Presented by the 80,000-member Society of Automotive Engineers, it has strong OEM presence and support, particularly from the United States' Big Three: Ford, General Motors, and DaimlerChrysler. Its technical emphasis has an international flavor as it leans toward open wheel racing at the highest levels such as Formula 1 and CART. Yet, this year there were technical seminars about Sprint Car aero, GM's Ecotec engine in drag racing, and its Vortec 5700 in the ASA. Racing safety was also a prime subject, and that's applicable across all racing series.
If you're comfortable attending college-level courses, not intimidated by computer simulations being applied to racing issues (and the resulting generic PowerPoint presentations stuffed with graphs), and appreciate the quirky exactitude of engineers in the flesh, you are going to revel in this conference. It reminded me of when I worked with computer science researchers in the '80s-steel-trap minds examining every nuance of a presentation and ready to ask probing questions if a point isn't exactly clear.
This can be an intimidating arena, but the prime motivation is pursuing the best information available on a racing subject, not filleting the messenger. That's not to say that every presentation was greeted with slavish acceptance; there were certainly some counterarguments raised in the safety seminars about test data results. Not fisticuffs, you understand, but dueling data and theories, nonetheless.
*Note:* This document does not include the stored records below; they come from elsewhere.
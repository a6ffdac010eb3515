use api::{Backend, User};
use dioxus::prelude::*;
use store::{PendingAction, ProfileForm};

use crate::auth::{use_app, use_auth};

/// Profile page for the signed-in user. Renders nothing without one.
#[component]
pub fn ProfileView(on_saved: EventHandler<User>, on_deactivated: EventHandler<()>) -> Element {
    let session = use_auth();
    let user = session.read().user.clone();

    match user {
        Some(user) => rsx! {
            ProfileEditor { key: "{user.id}", user, on_saved, on_deactivated }
        },
        None => rsx! {},
    }
}

#[component]
fn ProfileEditor(
    user: User,
    on_saved: EventHandler<User>,
    on_deactivated: EventHandler<()>,
) -> Element {
    let app = use_app();
    let mut session = use_auth();
    let email_editable = app.config.profile.email_editable;
    let mut form = use_signal(move || ProfileForm::new(user, email_editable));

    let save_backend = app.backend.clone();
    let handle_save = move |_| {
        let Ok(user) = form.write().begin_save() else {
            return;
        };
        let backend = save_backend.clone();
        spawn(async move {
            let result = backend.update_user(&user).await;
            let saved = form.write().apply_save(result);
            if let Some(user) = saved {
                session.write().update_user(user.clone());
                on_saved.call(user);
            }
        });
    };

    let deactivate_backend = app.backend.clone();
    let handle_deactivate = move |_| {
        let Ok(id) = form.write().begin_deactivate() else {
            return;
        };
        let backend = deactivate_backend.clone();
        spawn(async move {
            let result = backend.deactivate_user(id).await;
            if form.write().apply_deactivate(result) {
                session.write().clear();
                on_deactivated.call(());
            }
        });
    };

    let state = form.read().clone();
    let saving = state.is_pending(PendingAction::SaveProfile);
    let deactivating = state.is_pending(PendingAction::Deactivate);

    rsx! {
        div {
            class: "profile-container",
            h2 { "User Details" }

            label { r#for: "profile-name", "Name" }
            input {
                id: "profile-name",
                r#type: "text",
                placeholder: "Name",
                value: state.name().to_string(),
                oninput: move |evt: FormEvent| form.write().set_name(evt.value()),
            }

            label { r#for: "profile-mobile", "Mobile Number" }
            input {
                id: "profile-mobile",
                r#type: "text",
                value: state.masked_mobile(),
                readonly: true,
                disabled: true,
            }

            label { r#for: "profile-email", "Email ID" }
            input {
                id: "profile-email",
                r#type: "email",
                placeholder: "Email ID",
                value: state.email().to_string(),
                readonly: !state.email_editable(),
                disabled: !state.email_editable(),
                oninput: move |evt: FormEvent| form.write().set_email(evt.value()),
            }

            button {
                class: "btn btn-primary",
                disabled: saving,
                onclick: handle_save,
                if saving { "Saving..." } else { "Save Details" }
            }

            if let Some(error) = state.error() {
                p { class: "error-message", "{error}" }
            }

            div {
                class: "danger-zone",
                if state.is_confirming_deactivate() {
                    p {
                        class: "warning-message",
                        "Deactivating your account is permanent. You will be logged out and will stop receiving reminders."
                    }
                    button {
                        class: "btn btn-danger",
                        disabled: deactivating,
                        onclick: handle_deactivate,
                        if deactivating { "Deactivating..." } else { "Yes, deactivate my account" }
                    }
                    button {
                        class: "btn btn-link",
                        onclick: move |_| form.write().cancel_deactivate(),
                        "Cancel"
                    }
                } else {
                    button {
                        class: "btn btn-danger",
                        onclick: move |_| form.write().request_deactivate(),
                        "Deactivate Account"
                    }
                }
            }
        }
    }
}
What prevents this all from drying out your brain like a technical sandstorm is that everyone and every topic is about going faster as efficiently and safely as possible. If you do manage to get bored (or baffled) by the technical papers, there is a compact exhibition area to marvel. Where else can a display by a firm that used to do very high-speed multichannel data acquisition for missile launches (and now has a detuned, but seemingly nuclear-hardened unit for race cars) sit next to a battery-powered dragster with a DC motor drive? So, under all the academic and theoretical trim are the same competitive motivations that jazz the local Saturday-night racer-these guys just have (much) bigger budgets and superior modeling tools.